Research on High-Accuracy, Lightweight, Superfast Model for Nitrogen Diagnosis and Plant Growth in Lettuce (Lactuca sativa L.)

Nitrogen is a crucial environmental factor influencing lettuce growth, development, and quality formation. This study aimed to determine the relationship between plant growth, nutritional quality formation, and different nitrogen levels of lettuce. A machine learning approach was also applied to data collected from RGB and hyperspectral imaging systems. Traditional methods for nitrogen diagnosis in lettuce, such as laboratory-based analysis of plant samples, are labor-intensive, time-consuming, and lack real-time monitoring capabilities. In contrast, the deep learning models used in this research can make full use of the original data from imaging systems. Nondestructive techniques have the ability to handle complex relationships in the data, enabling more accurate and efficient nitrogen diagnosis.

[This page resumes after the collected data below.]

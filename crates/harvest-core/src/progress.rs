//! Durable scrape progress.
//!
//! The [`ProgressStore`] is opened once per run and owned by the scraper.
//! Every mutation is written through to disk before it returns; dropping the
//! store performs a final flush, so progress survives both clean exits and
//! unwinding.

use std::collections::BTreeSet;
use std::path::{Path, PathBuf};

use serde::{Deserialize, Serialize};

use crate::error::AppError;
use crate::models::{ListCursor, PageId};
use crate::util::write_json_atomic;

/// Which pages are done, which are permanently broken, and where the listing
/// should resume.
///
/// A page id is never in both `completed` and `failed`.
#[derive(Debug, Clone, Default, PartialEq, Eq, Serialize, Deserialize)]
pub struct ProgressRecord {
    pub cursor: Option<ListCursor>,
    pub completed: BTreeSet<PageId>,
    pub failed: BTreeSet<PageId>,
}

impl ProgressRecord {
    pub fn is_completed(&self, id: PageId) -> bool {
        self.completed.contains(&id)
    }

    pub fn is_failed(&self, id: PageId) -> bool {
        self.failed.contains(&id)
    }

    /// True when the page reached a terminal outcome in an earlier run.
    pub fn is_settled(&self, id: PageId) -> bool {
        self.is_completed(id) || self.is_failed(id)
    }

    /// Returns false if nothing changed.
    pub fn mark_completed(&mut self, id: PageId) -> bool {
        let removed = self.failed.remove(&id);
        self.completed.insert(id) || removed
    }

    /// Ignored for pages already completed. Returns false if nothing changed.
    pub fn mark_failed(&mut self, id: PageId) -> bool {
        if self.completed.contains(&id) {
            return false;
        }
        self.failed.insert(id)
    }
}

/// File-backed owner of a [`ProgressRecord`].
#[derive(Debug)]
pub struct ProgressStore {
    path: PathBuf,
    record: ProgressRecord,
    dirty: bool,
}

impl ProgressStore {
    /// Load progress from `path`, or start empty if the file does not exist.
    pub fn open(path: impl Into<PathBuf>) -> Result<Self, AppError> {
        let path = path.into();
        let record = Self::load(&path)?;
        tracing::debug!(
            path = %path.display(),
            completed = record.completed.len(),
            failed = record.failed.len(),
            "Progress loaded"
        );
        Ok(Self {
            path,
            record,
            dirty: false,
        })
    }

    /// Read a persisted record without taking ownership of the file.
    pub fn load(path: &Path) -> Result<ProgressRecord, AppError> {
        match std::fs::read_to_string(path) {
            Ok(raw) => serde_json::from_str(&raw).map_err(|e| {
                AppError::StorageError(format!(
                    "Corrupt progress file {}: {e}",
                    path.display()
                ))
            }),
            Err(e) if e.kind() == std::io::ErrorKind::NotFound => Ok(ProgressRecord::default()),
            Err(e) => Err(AppError::StorageError(format!(
                "Failed to read progress file {}: {e}",
                path.display()
            ))),
        }
    }

    pub fn path(&self) -> &Path {
        &self.path
    }

    pub fn record(&self) -> &ProgressRecord {
        &self.record
    }

    pub fn mark_completed(&mut self, id: PageId) -> Result<(), AppError> {
        if self.record.mark_completed(id) {
            self.dirty = true;
            self.save()?;
        }
        Ok(())
    }

    pub fn mark_failed(&mut self, id: PageId) -> Result<(), AppError> {
        if self.record.mark_failed(id) {
            self.dirty = true;
            self.save()?;
        }
        Ok(())
    }

    pub fn set_cursor(&mut self, cursor: Option<ListCursor>) -> Result<(), AppError> {
        if self.record.cursor != cursor {
            self.record.cursor = cursor;
            self.dirty = true;
            self.save()?;
        }
        Ok(())
    }

    /// Move every failed page back to pending. Returns how many were reset.
    ///
    /// The listing cursor is cleared as well, so the next run re-walks the
    /// listing and actually reaches those pages again.
    pub fn reset_failed(&mut self) -> Result<usize, AppError> {
        let count = self.record.failed.len();
        if count > 0 {
            self.record.failed.clear();
            self.record.cursor = None;
            self.dirty = true;
            self.save()?;
        }
        Ok(count)
    }

    /// Persist the current record if anything changed since the last save.
    pub fn save(&mut self) -> Result<(), AppError> {
        if !self.dirty {
            return Ok(());
        }
        write_json_atomic(&self.path, &self.record)?;
        self.dirty = false;
        Ok(())
    }
}

impl Drop for ProgressStore {
    fn drop(&mut self) {
        if let Err(e) = self.save() {
            tracing::warn!(path = %self.path.display(), error = %e, "Failed to flush progress");
        }
    }
}

#[cfg(test)]
mod tests {
    use super::*;
    use tempfile::TempDir;

    #[test]
    fn open_missing_file_is_empty() {
        let tmp = TempDir::new().unwrap();
        let store = ProgressStore::open(tmp.path().join("progress.json")).unwrap();
        assert_eq!(store.record(), &ProgressRecord::default());
    }

    #[test]
    fn marks_survive_reopen_without_explicit_save() {
        let tmp = TempDir::new().unwrap();
        let path = tmp.path().join("progress.json");

        let mut store = ProgressStore::open(&path).unwrap();
        store.mark_completed(PageId(1)).unwrap();
        store.mark_failed(PageId(2)).unwrap();
        store
            .set_cursor(Some(ListCursor {
                category: 1,
                token: Some("abc".into()),
            }))
            .unwrap();

        // Simulate a crash: the store is never dropped.
        std::mem::forget(store);

        let record = ProgressStore::load(&path).unwrap();
        assert!(record.is_completed(PageId(1)));
        assert!(record.is_failed(PageId(2)));
        assert_eq!(record.cursor.unwrap().token.as_deref(), Some("abc"));
    }

    #[test]
    fn completed_and_failed_are_disjoint() {
        let mut record = ProgressRecord::default();
        assert!(record.mark_failed(PageId(5)));
        assert!(record.mark_completed(PageId(5)));
        assert!(!record.is_failed(PageId(5)));
        assert!(record.is_completed(PageId(5)));

        // A completed page cannot be demoted.
        assert!(!record.mark_failed(PageId(5)));
        assert!(!record.is_failed(PageId(5)));
    }

    #[test]
    fn marks_are_idempotent() {
        let mut record = ProgressRecord::default();
        assert!(record.mark_completed(PageId(9)));
        assert!(!record.mark_completed(PageId(9)));
        assert_eq!(record.completed.len(), 1);
    }

    #[test]
    fn reset_failed_clears_failed_and_cursor() {
        let tmp = TempDir::new().unwrap();
        let path = tmp.path().join("progress.json");

        {
            let mut store = ProgressStore::open(&path).unwrap();
            store.mark_completed(PageId(1)).unwrap();
            store.mark_failed(PageId(2)).unwrap();
            store.mark_failed(PageId(3)).unwrap();
            store.set_cursor(Some(ListCursor::start())).unwrap();
            assert_eq!(store.reset_failed().unwrap(), 2);
        }

        let record = ProgressStore::load(&path).unwrap();
        assert!(record.failed.is_empty());
        assert!(record.cursor.is_none());
        assert!(record.is_completed(PageId(1)));
    }

    #[test]
    fn corrupt_file_is_a_storage_error() {
        let tmp = TempDir::new().unwrap();
        let path = tmp.path().join("progress.json");
        std::fs::write(&path, "{ not json").unwrap();

        let err = ProgressStore::open(&path).unwrap_err();
        assert!(matches!(err, AppError::StorageError(_)));
    }
}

Collected spectral features were combined with chemometrics, and a lettuce nitrogen regression diagnostic model was trained. Furthermore, lettuce crop growth was assessed using a model development of environmental and plant physiological parameters. Additionally, nitrogen fertilization was precisely assessed using developed models. Lettuce cultivation experiments under different nitrogen levels showed the best physiological and biochemical indicators performance when the nitrogen concentration reached 18.75 mmol·L−1. Using machine learning with hyperspectral reflectance in nitrogen diagnostics, random forest showed excellent performance with the highest R2, MSE, and MAE of 0.7012, 8.940, and 2.1859, respectively. ShuffleNet-v2-1.0 obtained a high R2 of 0.9592, MSE of 132.9974, and MAE of 8.1430 regarding transfer learning and hyperspectral images. Applying the transfer learning technique in RGB images exhibited EfficientNet-v2-s, the best model for precise determination of nitrogen diagnostics, with R2 of 0.9859, MSE of 24.0755, and MAE of 2.3433. Current research comprehensively provides both a theoretical basis and practical solutions for precision nitrogen fertilization in lettuce cultivation. Its implications hold significance for the intelligent management of horticultural crop production.